Modern vehicles are technologically advanced, preloaded with high-tech sensors, smart gadgets, and automatic maneuvers to make driving more pleasant and safer. One of the biggest innovations has been the use of telematics insurance programs. Insurance companies utilize technology, specifically GPS and diagnostics of driving conditions, to record your movement along a map and generate information on your driving habits.
It’s the same technology that delivery trucks use to provide tracking information for customers. The same tech has been used in car racing for over a decade to see opponents on a racetrack. The telematics insurance tech provides real-time data on your driving behaviors to your insurer. This option provides benefits for good drivers while penalizing reckless ones. Data is provided by the telematics diagnostic tools installed in the vehicle. Learn more about this below.
What Is Telematics?
Telematics insurance is also known as usage-based insurance. It relies on monitoring and diagnostic technology to determine and adjust your insurance rates. It usually hinges on two factors: how far you drive your car (pay as you drive) and what kind of behavior you exhibit on the road (behavior-based rates).
Telematics can determine how far you travel, how aggressively you accelerate, how abruptly you brake, your exact location, whether you use signaling devices, and more. Based on the data generated and provided by the machine, your insurer could offer discounts if you’re a good driver. In essence, the telematics device significantly impacts your car insurance premiums. The car insurance companies can track your usage with the following telematics options:
- Built-in car tech like on OnStar
- Plug-in device
- Mobile app
- Combination of the above
You can think of telematics as a spy for your insurance company. However, telematics is still optional. But it is important to note that some insurance companies provide an initial discount if you agree to be monitored using telematics.
Infographic created by Track Your Truck, a GPS vehicle tracking devices provider
Primary Benefit of Telematics
The major benefit of telematics is cost savings. It allows your insurance company to give you tailored rates based on how far you travel or behave on the road. Instead of paying a standard rate, you could get a discount based on your specific risk level. By providing your driving data to your insurer, you give concrete evidence that you’re a low-mileage driver or a safe driver who deserves lower rates.
Note that some of the factors used by insurance companies are based on elements beyond your control. These elements are your age, gender, where you live, and crime rate. To illustrate, insurers consider new drivers and seniors a higher risk, just as those living in urban areas could have higher premiums because of denser populations with a higher risk of accidents and crime.
But with telematics, you still have a chance of lowering your premiums because car insurance companies receive accurate data. They now have the means to track your mileage and behavior when evaluating your insurance policy coverage and premiums. Good drivers with excellent habits and those who don’t travel as much could expect fairer premiums. Relying on telematics for an evaluation could help mitigate monthly insurance costs.
How Does This Work?
Telematics insurance works based on what you opt for. Pay-per-use hinges on distance, while the behavior-based program depends on your driving habits. Take a look at their nuances below:
- Distance: The pay-per-mile option works on the principle that the less you drive and the less distance you traverse, the lesser the car insurance premiums. Now, you don’t have to pay blanket fees per month. Instead, you pay per mile based on how much you travel. If you’re someone who doesn’t use your car frequently, you could end up paying significantly less on your premiums. But if you have a long commute to work, bring your children on errands, and make long road trips, you may pay more than the standard insurance policy.

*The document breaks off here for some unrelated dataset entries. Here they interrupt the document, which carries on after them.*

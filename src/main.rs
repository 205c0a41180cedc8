//! Binary entry point for the `rackhost` CLI.
//!
//! Each invocation loads the host's persisted document, rebuilds its driver
//! through the registry, runs one operation, and writes the updated record
//! back, whether or not the operation succeeded. Only `create` reads driver
//! configuration from files and the environment; every later operation
//! reuses the configuration saved with the host.

use std::io::{self, Write};
use std::process;

use clap::Parser;
use shell_escape::unix::escape;
use thiserror::Error;
use tokio_util::sync::CancellationToken;
use tracing::{debug, info, warn};
use tracing_subscriber::EnvFilter;

use rackhost::{
    ConfigError, Driver, DriverConfig, DriverContext, DriverError, DriverRegistry, HostDocument,
    HostStore, InstanceRecord, InvalidState, ShellError, SshConfig, StoreConfig, StoreError,
};

mod cli;

use cli::{Cli, Command};

/// Log filter applied when `RUST_LOG` is unset.
const DEFAULT_LOG_FILTER: &str = "rackhost=info";

#[derive(Debug, Error)]
enum CliError {
    #[error(transparent)]
    Driver(#[from] DriverError),
    #[error(transparent)]
    Store(#[from] StoreError),
    #[error(transparent)]
    Shell(#[from] ShellError),
    #[error(transparent)]
    Config(#[from] ConfigError),
    #[error("invalid command argument: {0}")]
    InvalidCommand(String),
    #[error("remote command terminated without an exit status")]
    MissingExitCode,
}

/// Resolves a driver name to its configuration.
type ConfigLoader = fn(&str) -> Result<Option<DriverConfig>, ConfigError>;

/// Host operations that print at most one line and touch no other input.
#[derive(Clone, Copy, Debug, Eq, PartialEq)]
enum Operation {
    State,
    Ip,
    Url,
    Start,
    Stop,
    Restart,
    Remove,
    Kill,
}

/// Everything one invocation works with.
struct App {
    registry: DriverRegistry,
    store: HostStore,
    ssh: SshConfig,
    cancel: CancellationToken,
    load_config: ConfigLoader,
}

#[tokio::main]
async fn main() {
    init_tracing();
    let cli = Cli::parse();
    let cancel = CancellationToken::new();
    spawn_interrupt_handler(cancel.clone());

    let outcome = match App::from_environment(DriverRegistry::with_builtin(), cancel) {
        Ok(app) => app.dispatch(cli, &mut io::stdout(), &mut io::stderr()).await,
        Err(err) => Err(err),
    };
    let exit_code = outcome.unwrap_or_else(|err| {
        write_error(io::stderr(), &err);
        1
    });

    process::exit(exit_code);
}

fn init_tracing() {
    let filter =
        EnvFilter::try_from_default_env().unwrap_or_else(|_| EnvFilter::new(DEFAULT_LOG_FILTER));
    tracing_subscriber::fmt()
        .with_env_filter(filter)
        .with_writer(io::stderr)
        .init();
}

fn spawn_interrupt_handler(cancel: CancellationToken) {
    tokio::spawn(async move {
        if tokio::signal::ctrl_c().await.is_ok() {
            warn!("interrupt received, cancelling pending waits");
            cancel.cancel();
        }
    });
}

impl App {
    fn from_environment(
        registry: DriverRegistry,
        cancel: CancellationToken,
    ) -> Result<Self, CliError> {
        let store_config = StoreConfig::load_without_cli_args()?;
        let ssh = SshConfig::load_without_cli_args()?;
        Ok(Self {
            registry,
            store: HostStore::new(store_config.root()),
            ssh,
            cancel,
            load_config: DriverConfig::load_for,
        })
    }

    async fn dispatch(
        &self,
        cli: Cli,
        out: &mut dyn Write,
        err: &mut dyn Write,
    ) -> Result<i32, CliError> {
        let Cli { name, command } = cli;
        let operation = match command {
            Command::Create(args) => return self.create(&name, &args.driver).await,
            Command::Ssh(args) => return self.ssh(&name, &args.command, out, err),
            Command::State => Operation::State,
            Command::Ip => Operation::Ip,
            Command::Url => Operation::Url,
            Command::Start => Operation::Start,
            Command::Stop => Operation::Stop,
            Command::Restart => Operation::Restart,
            Command::Remove => Operation::Remove,
            Command::Kill => Operation::Kill,
        };
        self.operate(&name, operation, out).await
    }

    async fn create(&self, name: &str, driver_name: &str) -> Result<i32, CliError> {
        if let Some(existing) = self.store.load(name)? {
            let record = &existing.record;
            if !record.removed && record.keypair_name.is_some() {
                return Err(DriverError::InvalidState(InvalidState::AlreadyCreated).into());
            }
            debug!(host = name, "replacing record with nothing provisioned");
        }

        let config = (self.load_config)(driver_name)?
            .ok_or_else(|| DriverError::UnknownDriver(driver_name.to_owned()))?;
        let mut driver = self.open(name, config.clone(), InstanceRecord::default())?;
        let outcome = driver.create().await;
        self.persist(name, config, driver.as_ref())?;
        outcome?;
        info!(host = name, driver = driver_name, "host is ready");
        Ok(0)
    }

    async fn operate(
        &self,
        name: &str,
        operation: Operation,
        out: &mut dyn Write,
    ) -> Result<i32, CliError> {
        let HostDocument { config, record } = self.store.require(name)?;
        let mut driver = self.open(name, config.clone(), record)?;
        let outcome = run_operation(driver.as_mut(), operation).await;
        self.persist(name, config, driver.as_ref())?;
        if let Some(line) = outcome? {
            writeln!(out, "{line}").ok();
        }
        Ok(0)
    }

    fn ssh(
        &self,
        name: &str,
        args: &[String],
        out: &mut dyn Write,
        err: &mut dyn Write,
    ) -> Result<i32, CliError> {
        validate_command_args(args)?;
        let document = self.store.require(name)?;
        let driver = self.open(name, document.config, document.record)?;
        let output = driver.ssh(&render_remote_command(args))?;
        write!(out, "{}", output.stdout).ok();
        write!(err, "{}", output.stderr).ok();
        output.code.ok_or(CliError::MissingExitCode)
    }

    fn open(
        &self,
        name: &str,
        config: DriverConfig,
        record: InstanceRecord,
    ) -> Result<Box<dyn Driver>, CliError> {
        let context = DriverContext {
            config,
            ssh: self.ssh.clone(),
            store_path: self.store.host_dir(name)?,
            record,
            cancel: self.cancel.clone(),
        };
        Ok(self.registry.build(context)?)
    }

    fn persist(
        &self,
        name: &str,
        config: DriverConfig,
        driver: &dyn Driver,
    ) -> Result<(), CliError> {
        let document = HostDocument {
            config,
            record: driver.record().clone(),
        };
        self.store.save(name, &document)?;
        Ok(())
    }
}

async fn run_operation(
    driver: &mut dyn Driver,
    operation: Operation,
) -> Result<Option<String>, DriverError> {
    match operation {
        Operation::State => driver.state().await.map(|state| Some(state.to_string())),
        Operation::Ip => driver.ip().map(|address| Some(address.to_string())),
        Operation::Url => driver.url().map(Some),
        Operation::Start => driver.start().map(|()| None),
        Operation::Stop => driver.stop().map(|()| None),
        Operation::Restart => driver.restart().await.map(|()| None),
        Operation::Remove => driver.remove().await.map(|()| None),
        Operation::Kill => driver.kill().await.map(|()| None),
    }
}

fn render_remote_command(args: &[String]) -> String {
    args.iter()
        .map(|arg| escape(arg.as_str().into()).into_owned())
        .collect::<Vec<_>>()
        .join(" ")
}

fn validate_command_args(args: &[String]) -> Result<(), CliError> {
    let has_control = args
        .iter()
        .any(|arg| arg.chars().any(|ch| ch.is_ascii_control()));
    if has_control {
        return Err(CliError::InvalidCommand(String::from(concat!(
            "command arguments must not contain control characters (ASCII ",
            "0x00-0x1F or 0x7F, e.g. newline, carriage return, tab, NUL)"
        ))));
    }
    Ok(())
}

fn write_error(mut target: impl Write, err: &CliError) {
    writeln!(target, "{err}").ok();
}

#[cfg(test)]
#[path = "main_tests.rs"]
mod tests;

- Behavior: As the program name suggests, this tracks how you drive. It rewards very good driving habits with lower premiums. If you’re a defensive driver following traffic rules, insurers could lower your auto insurance premium because you drive well. Insurance companies say that collated data will not impact those who exhibit bad driving habits. Insurers will only use telematics feedback to offer discounts. For example, those who frequently get cited for violations or engage in reckless driving like overspeeding or hard cornering could use the data to build better habits, improve driving skills, and keep safer on the road.
Assessing If Telematics Is for You
Although telematics could provide cost savings, it’s not a perfect piece of technology. The major downside of telematics is you give up your data privacy. After all, the only way you could enjoy insurance premium discounts is by sharing your data with insurance companies. Since it relies on GPS tracking devices, it won’t just know how far or how well you drive but where you drive. Someone will always see where you are, so if you feel uncomfortable sharing your personal information, think twice about telematics. But if this is not a problem for you because you’re used to it with frequent social media use, telematics could show your insurance provider that you’re not a big risk, so you deserve lower rates.